**EXERCISE**
Locate every line below that contains the word "file" and copy it.

**MATERIAL FOR THIS TASK**
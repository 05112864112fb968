//! Game configuration

use serde::{Deserialize, Serialize};
use std::path::Path;
use std::time::Duration;

use crate::error::ConfigError;
use crate::eval::Heuristics;
use crate::game::Player;

/// Smallest board that fits both starting corners without overlap
pub const MIN_DIM: u8 = 4;

/// Largest board the coordinate text form can address (columns 0-f)
pub const MAX_DIM: u8 = 16;

/// Largest accepted time budget, in seconds
pub const MAX_SECONDS: f64 = 1e9;

/// Which sides are played by a human
#[derive(Clone, Copy, Debug, Default, PartialEq, Eq, Serialize, Deserialize)]
#[serde(rename_all = "snake_case")]
pub enum GameType {
    #[default]
    AttackerVsDefender,
    AttackerVsComp,
    CompVsDefender,
    CompVsComp,
}

impl GameType {
    /// Whether `player` is controlled by a human in this game type
    pub fn is_human(self, player: Player) -> bool {
        match self {
            GameType::AttackerVsDefender => true,
            GameType::AttackerVsComp => player == Player::Attacker,
            GameType::CompVsDefender => player == Player::Defender,
            GameType::CompVsComp => false,
        }
    }
}

/// Game options
#[derive(Clone, Debug, Serialize, Deserialize)]
#[serde(default)]
pub struct GameConfig {
    pub dim: u8,
    /// Search depth in plies
    pub max_depth: u32,
    /// Search time budget per move, in seconds
    pub max_time: f64,
    /// Turn limit; the Defender wins when it is reached
    pub max_turns: Option<u32>,
    /// Whole-game time budget, in seconds
    pub max_game_time: Option<f64>,
    pub game_type: GameType,
    pub alpha_beta: bool,
    pub randomize_moves: bool,
    pub seed: u64,
    /// Game broker URL for relaying moves with a remote opponent
    pub broker: Option<String>,
    pub heuristics: Heuristics,
}

impl Default for GameConfig {
    fn default() -> Self {
        Self {
            dim: 5,
            max_depth: 4,
            max_time: 5.0,
            max_turns: Some(100),
            max_game_time: None,
            game_type: GameType::default(),
            alpha_beta: true,
            randomize_moves: false,
            seed: 42,
            broker: None,
            heuristics: Heuristics::default(),
        }
    }
}

impl GameConfig {
    pub fn move_time(&self) -> Duration {
        seconds(self.max_time)
    }

    pub fn game_time(&self) -> Option<Duration> {
        self.max_game_time.map(seconds)
    }

    pub fn validate(&self) -> Result<(), ConfigError> {
        if !(MIN_DIM..=MAX_DIM).contains(&self.dim) {
            return Err(ConfigError::Dimension(self.dim));
        }
        if self.max_depth == 0 {
            return Err(ConfigError::Depth);
        }
        if !in_time_range(self.max_time) {
            return Err(ConfigError::Time(self.max_time));
        }
        if let Some(secs) = self.max_game_time {
            if !in_time_range(secs) {
                return Err(ConfigError::GameTime(secs));
            }
        }
        let lookahead = self.heuristics.lookahead;
        if !(1..=MAX_DIM as i8).contains(&lookahead) {
            return Err(ConfigError::Lookahead(lookahead));
        }
        Ok(())
    }

    /// Load from a JSON file; missing keys take their defaults
    pub fn load(path: &Path) -> Result<Self, ConfigError> {
        let content = std::fs::read_to_string(path)?;
        let config: GameConfig = serde_json::from_str(&content)?;
        config.validate()?;
        Ok(config)
    }

    /// Save to a JSON file
    pub fn save(&self, path: &Path) -> Result<(), ConfigError> {
        let content = serde_json::to_string_pretty(self)?;
        std::fs::write(path, content)?;
        Ok(())
    }
}

fn in_time_range(secs: f64) -> bool {
    secs > 0.0 && secs <= MAX_SECONDS
}

/// Seconds to a duration without panicking: negative or NaN is zero, overflow saturates
fn seconds(secs: f64) -> Duration {
    Duration::try_from_secs_f64(secs).unwrap_or(if secs > 0.0 { Duration::MAX } else { Duration::ZERO })
}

**PROBLEM SOLUTION**
    /// Load from a JSON file; missing keys take their defaults
    /// Save to a JSON file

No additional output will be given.